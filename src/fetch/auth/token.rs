//! Token sources: where a fresh bearer token comes from.

use async_trait::async_trait;
use reqwest::header::{CONTENT_TYPE, HeaderValue};
use reqwest::{Method, Request};
use serde::{Deserialize, Serialize};

use crate::error::{Result, TransitError};
use crate::fetch::client::HttpClient;

/// Default OIDC token URL of the upstream identity provider.
pub const DEFAULT_AUTH_URL: &str =
    "https://tdx.transportdata.tw/auth/realms/TDXConnect/protocol/openid-connect/token";

/// Token payload as returned by both the identity provider and the local
/// backend. `expires_in` is the declared lifetime in seconds.
#[derive(Debug, Clone, PartialEq, Eq, Serialize, Deserialize)]
pub struct TokenGrant {
    pub access_token: String,
    pub expires_in: i64,
}

/// Performs one token exchange.
#[async_trait]
pub trait TokenSource: Send + Sync {
    async fn exchange(&self) -> Result<TokenGrant>;
}

/// Asks the trusted backend for a token with an empty `POST`. The client
/// never sees the long-lived credentials.
pub struct BackendTokenSource<C> {
    client: C,
    url: String,
}

impl<C> BackendTokenSource<C> {
    pub fn new(client: C, url: impl Into<String>) -> Self {
        Self {
            client,
            url: url.into(),
        }
    }
}

#[async_trait]
impl<C: HttpClient> TokenSource for BackendTokenSource<C> {
    #[tracing::instrument(skip(self), fields(url = %self.url))]
    async fn exchange(&self) -> Result<TokenGrant> {
        let url = self
            .url
            .parse()
            .map_err(|e| TransitError::Auth(format!("invalid token endpoint: {e}")))?;
        send_exchange(&self.client, Request::new(Method::POST, url)).await
    }
}

/// The `client_credentials` grant against the identity provider. Only the
/// trusted backend (the token server, or a CLI acting as its own backend)
/// holds one of these.
pub struct ClientCredentialsSource<C> {
    client: C,
    auth_url: String,
    client_id: String,
    client_secret: String,
}

impl<C> ClientCredentialsSource<C> {
    pub fn new(
        client: C,
        auth_url: impl Into<String>,
        client_id: impl Into<String>,
        client_secret: impl Into<String>,
    ) -> Self {
        Self {
            client,
            auth_url: auth_url.into(),
            client_id: client_id.into(),
            client_secret: client_secret.into(),
        }
    }

    fn form_body(&self) -> String {
        format!(
            "grant_type=client_credentials&client_id={}&client_secret={}",
            urlencoding::encode(&self.client_id),
            urlencoding::encode(&self.client_secret)
        )
    }
}

#[async_trait]
impl<C: HttpClient> TokenSource for ClientCredentialsSource<C> {
    #[tracing::instrument(skip(self), fields(auth_url = %self.auth_url))]
    async fn exchange(&self) -> Result<TokenGrant> {
        let url = self
            .auth_url
            .parse()
            .map_err(|e| TransitError::Auth(format!("invalid auth url: {e}")))?;
        let mut req = Request::new(Method::POST, url);
        req.headers_mut().insert(
            CONTENT_TYPE,
            HeaderValue::from_static("application/x-www-form-urlencoded"),
        );
        *req.body_mut() = Some(self.form_body().into());
        send_exchange(&self.client, req).await
    }
}

async fn send_exchange<C: HttpClient>(client: &C, req: Request) -> Result<TokenGrant> {
    let response = client
        .execute(req)
        .await
        .map_err(|e| TransitError::Auth(format!("failed to send token request: {e}")))?;

    if !response.status().is_success() {
        let status = response.status();
        let body = response.text().await.unwrap_or_default();
        return Err(TransitError::Auth(format!(
            "token exchange failed with status {status}: {body}"
        )));
    }

    response
        .json::<TokenGrant>()
        .await
        .map_err(|e| TransitError::Auth(format!("failed to parse token response: {e}")))
}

----

Return each line of the listing that holds the word "HttpClient".

use crate::fetch::client::HttpClient;
impl<C: HttpClient> TokenSource for BackendTokenSource<C> {
impl<C: HttpClient> TokenSource for ClientCredentialsSource<C> {
async fn send_exchange<C: HttpClient>(client: &C, req: Request) -> Result<TokenGrant> {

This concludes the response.